Too Much Available Memory Can Spoil Performance
I like to think I know a lot about SQL Server, but every now and then something comes along and knocks that silly notion out of my head.
One of my long-time clients called me up the other day. CPU usage had gone through the roof and now was hovering near 100%. Performance was awful.
This particular server has computing resources to burn: several dozen fast processors and a full terabyte of memory. Normally, their server can handle 4000 concurrent connections without even breathing hard.
I jumped on my client’s server to find the cause of the high CPU. I checked all the usual suspects but came up with nothing. It took a bunch of research and finally a call to Microsoft to find out what was going on.
The problem turned out to be too much memory. I have to admit that I did not know there could be such a thing until I read this Microsoft white paper.
How Can a Terabyte of Memory Hurt You?
The amount of available memory is an important component in execution plan creation. Having a terabyte or more of SQL Server memory is a relatively new phenomenon in the Windows world and the default behavior of the optimizer does not handle it correctly.
The default optimizer algorithms create efficient execution plans under conditions of normal levels of available memory. In cases where the amount of available memory is huge, these same algorithms can cause the optimizer to make very bad choices.
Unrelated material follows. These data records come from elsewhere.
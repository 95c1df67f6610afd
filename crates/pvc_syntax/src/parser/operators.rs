/// Binary operator splitting.
///
/// ## Notes
/// - Precedence comes from `pvc_core::lang::operators`.
/// - Ties go to the leftmost operator, so `a - b - c` parses as `a - (b - c)`.

/// Find the leftmost operator with the lowest precedence among the top-level tokens.
fn lowest_precedence_operator(tokens: &[Token]) -> Option<(usize, OperatorId)> {
    let mut lowest: Option<(usize, OperatorId, u8)> = None;

    for (index, token) in tokens.iter().enumerate() {
        let Some(id) = token.operator_id() else {
            continue;
        };
        let precedence = operators::precedence(id);
        let is_lower = match lowest {
            Some((_, _, best)) => precedence < best,
            None => true,
        };
        if is_lower {
            lowest = Some((index, id, precedence));
        }
    }

    lowest.map(|(index, id, _)| (index, id))
}

fn binary_operation(sequence: &TokenSequence, index: usize, op: OperatorId) -> Result<Expr, ParseError> {
    let (left, right) = sequence.split_around(index);
    let left = expression(&left)?;
    let right = expression(&right)?;
    Ok(Expr::operation(left, op, right))
}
When the optimizer is facing terabytes of available memory, it acts like an unemployed dish washer who has just won the lottery. Dizzied by the riches, it spends memory foolishly. This unwise behavior can result in very slow performance and high CPU use in some scenarios.
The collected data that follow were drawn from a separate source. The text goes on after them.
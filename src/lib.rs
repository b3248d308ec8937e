//! # braillebridge
//!
//! Convert uploaded documents into accessible formats: contracted and
//! uncontracted Braille, and spoken audio.
//!
//! ## Pipeline Overview
//!
//! ```text
//! document id
//!  │
//!  ├─ 1. Fetch     look up the document, read its bytes from blob storage
//!  ├─ 2. Extract   PDF (pdfium) / DOCX (zip + XML) / plain text → text
//!  ├─ 3a. Braille  lou_translate when available, fixed table otherwise
//!  ├─ 3b. Speech   ≤200-char chunks → concurrent TTS calls → merged MP3
//!  └─ 4. Store     write artifact blob(s), link them to the document
//! ```
//!
//! Storage, the Braille engine and the speech provider are traits
//! ([`BlobStore`], [`DocumentStore`], [`TranslationEngine`],
//! [`SpeechProvider`]); the orchestrator only sees `Arc<dyn …>` handles.
//!
//! ## Quick Start
//!
//! ```rust,no_run
//! use braillebridge::{ConversionConfig, Converter, FsBlobStore, MemoryDocumentStore};
//! use std::sync::Arc;
//!
//! #[tokio::main]
//! async fn main() -> Result<(), Box<dyn std::error::Error>> {
//!     let config = ConversionConfig::default();
//!     let blobs = Arc::new(FsBlobStore::new("./store", config.download_timeout_secs)?);
//!     let documents = Arc::new(MemoryDocumentStore::new());
//!     let converter = Converter::from_config(blobs, documents, config)?;
//!
//!     let document = converter
//!         .upload("user-1", "letter.txt", std::fs::read("letter.txt")?)
//!         .await?;
//!     let braille = converter.convert_to_braille(&document.id, "user-1").await?;
//!     println!("{}", braille.contracted);
//!     Ok(())
//! }
//! ```
//!
//! ## Feature Flags
//!
//! | Feature | Default | Description |
//! |---------|---------|-------------|
//! | `cli`   | on      | Enables the `braillebridge` binary (clap + anyhow + tracing-subscriber + indicatif) |
//!
//! Disable `cli` when using only the library:
//! ```toml
//! braillebridge = { version = "0.1", default-features = false }
//! ```

// ── Modules ──────────────────────────────────────────────────────────────

pub mod config;
pub mod convert;
pub mod engine;
pub mod error;
pub mod model;
pub mod output;
pub mod pipeline;
pub mod progress;
pub mod store;
pub mod stream;
pub mod tts;

// ── Re-exports ───────────────────────────────────────────────────────────

pub use config::{ConversionConfig, ConversionConfigBuilder};
pub use convert::Converter;
pub use engine::{LiblouisEngine, NoEngine, TranslationEngine};
pub use error::{ConvertError, EngineError, ErrorClass, ProviderError, StoreError};
pub use model::{ArtifactKind, BlobRef, ConversionArtifact, DocumentFormat, SourceDocument};
pub use output::{BrailleOutput, ConversionStats, SpeechOutput};
pub use pipeline::braille::{fallback_braille, BrailleTranslator, TranslationResult};
pub use pipeline::chunk::split_text;
pub use pipeline::extract::{extract, extract_file};
pub use pipeline::speech::SpeechSynthesizer;
pub use progress::{ConversionProgressCallback, NoopProgressCallback, ProgressCallback, Stage};
pub use store::{BlobStore, DocumentStore, FsBlobStore, MemoryBlobStore, MemoryDocumentStore};
pub use stream::{synthesize_stream, AudioChunk, ChunkStream};
pub use tts::{GoogleTranslateTts, SpeechProvider};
There are a couple of options to fix this. The first workaround Microsoft suggests is to lower the Max Server Memory allocation. But why have all that memory if SQL Server can’t use it? I don’t consider this a viable workaround.
The other more palatable option is to run SQL Server under the trace flag T2335. This trace flag forces the optimizer to use memory much more conservatively. That, in turn, results in better plans and better performance in an environment of huge amounts of memory.
Implementing this trace flag in my client’s environment dropped CPU usage from the high nineties to between 20 and 30 percent. Good performance was restored.
It is still a mystery why this cropped up so suddenly. The terabyte of memory had been installed almost a year earlier. According to the developer and the DBA, nothing had been changed recently and there had been no recent increase in the load on the server.
It would have been nice to find out how this problem was triggered, but we could not identify the cause with certainty. My best guess is that a statistics refresh might have caused a recompilation of some procedures and the resulting execution plans were affected by this bug in the optimizer.
If you are having this same problem, be sure to test this trace flag thoroughly before applying it in a production environment*.
*Full Disclosure
I feel like such a hypocrite when I write that. Who am I kidding? We were so anxious to get 4000 users back to work the trace flag was implemented in production immediately. Who has a terabyte of RAM in their test environment anyway?